The industry may not like this but circumstantial evidence is still evidence and people go to jail every day based on it. Just as we don’t need a smoking gun to convict a person for murder, we also don’t need physical evidence to determine the cause of a food safety outbreak.

This being said, it must be recognized that the CDC and FDA can make errors. Some people might have ulterior motives, and when we act without hard evidence, a high degree of transparency is essential to prevent the abuse of process or a mistake in the process.

3. The suggestion that there was a public health risk because “…who knows where cantaloupe could be; my wife sometimes freezes it” is not a justification for such broad action. If the concern is that some infinitesimal number of consumers have frozen cantaloupe in their freezers or have made cantaloupe marmalade, a notice advising consumers to dispose of any products made from cantaloupes imported in January and February would have sufficed.

4. Whatever happened in the past with other countries, there is no reason whatsoever why shipments have to be banned and product thrown in the garbage before we start an investigation. In this case where nobody has gotten sick for weeks, we could have called up this company and asked for permission to send an FDA inspector. They would have cooperated.
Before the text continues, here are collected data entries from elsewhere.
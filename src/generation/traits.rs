//! Port interfaces for the generation domain

use crate::generation::{Artifact, GenerationError};
use async_trait::async_trait;

/// One generator kind: knows how to render its association list and where
/// the result goes. The shared generate contract lives in
/// [`crate::generation::GeneratorPipeline`].
pub trait AssociationGenerator: Send + Sync {
    /// Relative filename of the generated artifact
    fn output_file(&self) -> &str;

    /// Tag used to group log output per kind
    fn log_group(&self) -> &'static str;

    /// Base URL for this kind's icon preview images
    fn images_url(&self) -> String;

    /// Render the association list fragment injected into the template
    fn create_list(&self) -> String;
}

/// Source of the base template, one complete text payload per fetch
#[async_trait]
pub trait TemplateSource: Send + Sync {
    /// Human-readable location of the template, for log output
    fn describe(&self) -> String;

    /// Fetch the whole template. A single attempt; failures are fatal to
    /// the batch, never retried here.
    async fn fetch(&self) -> Result<String, GenerationError>;
}

/// Persists a generated artifact to local storage
#[async_trait]
pub trait ArtifactWriter: Send + Sync {
    async fn write(&self, artifact: &Artifact) -> Result<(), GenerationError>;
}

/// Version-control collaborator that durably persists and publishes
/// artifacts. Repository clone/open mechanics live behind this boundary.
#[async_trait]
pub trait WikiRepo: Send + Sync {
    /// Commit one artifact. Returns whether the commit recorded a real
    /// change (an identical file is skipped and reports `false`).
    async fn commit_file(&self, filename: &str, content: &str) -> Result<bool, GenerationError>;

    /// Publish all commits of the batch. Called at most once per batch,
    /// with the total artifact count.
    async fn push(&self, artifact_count: usize) -> Result<(), GenerationError>;
}
//! Error types for the generation domain

use thiserror::Error;

/// Errors that can occur while generating or synchronizing artifacts
#[derive(Error, Debug)]
pub enum GenerationError {
    #[error("Template fetch error: {0}")]
    TemplateFetch(String),

    #[error("Substitution error: {source}")]
    Substitution {
        #[from]
        source: regex::Error,
    },

    #[error("Sync error: {0}")]
    Sync(String),

    #[error("Invalid scope: {0}")]
    InvalidScope(String),

    #[error("Invalid output target: {0}")]
    InvalidOutputTarget(String),

    #[error("IO error: {0}")]
    IoError(#[from] std::io::Error),
}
If not, maybe that would be a reason to consider a ban.

5. The notion that “We can’t sell more until we determine the problem” is simply not a reasonable standard. Even assuming there was a problem with this company, there is a high likelihood we will never know the cause of the problem. How can we? We will send some people to walk around fields that, maybe, had some salmonella back in January. If you pay people to find things they may speculate on possible causes but even with the FDA, USDA, CDFA and others completely focused in a no-expense-was-too-great search for the cause of the spinach crisis, no cause was ever found. We have a bunch of speculation dressed up in a fancy report.

When Dr. Doyle says that “The most prudent thing to do is stop imports of this product to see if an investigation can determine where the problem originated,” what he means is this: If the only thing that matters in the whole world is food safety, then anytime there is the whisper of a problem, cut off the product until we persuade ourselves we know what caused the problem and have corrected it.

And actually, we would agree with Professor Doyle, except we would also hold that such circumstances — that food safety is the only thing that matters in the whole world — never exist. Reasonable men deal with probabilities, not possibilities; reasonable men balance competing interests such as the benefits of eating fresh fruit and the importance of predictability in trade.

The bottom line here is that the whole thing was announced after the outbreak was over. Such small hangovers as professor Doyle’s wife’s frozen cantaloupe could have been handled in a far more constrained manner. This is an enormous loss to a poor country and for absolutely zero gain in food safety.

Many thanks to Professor Doyle for helping enlighten the industry with regard to food safety.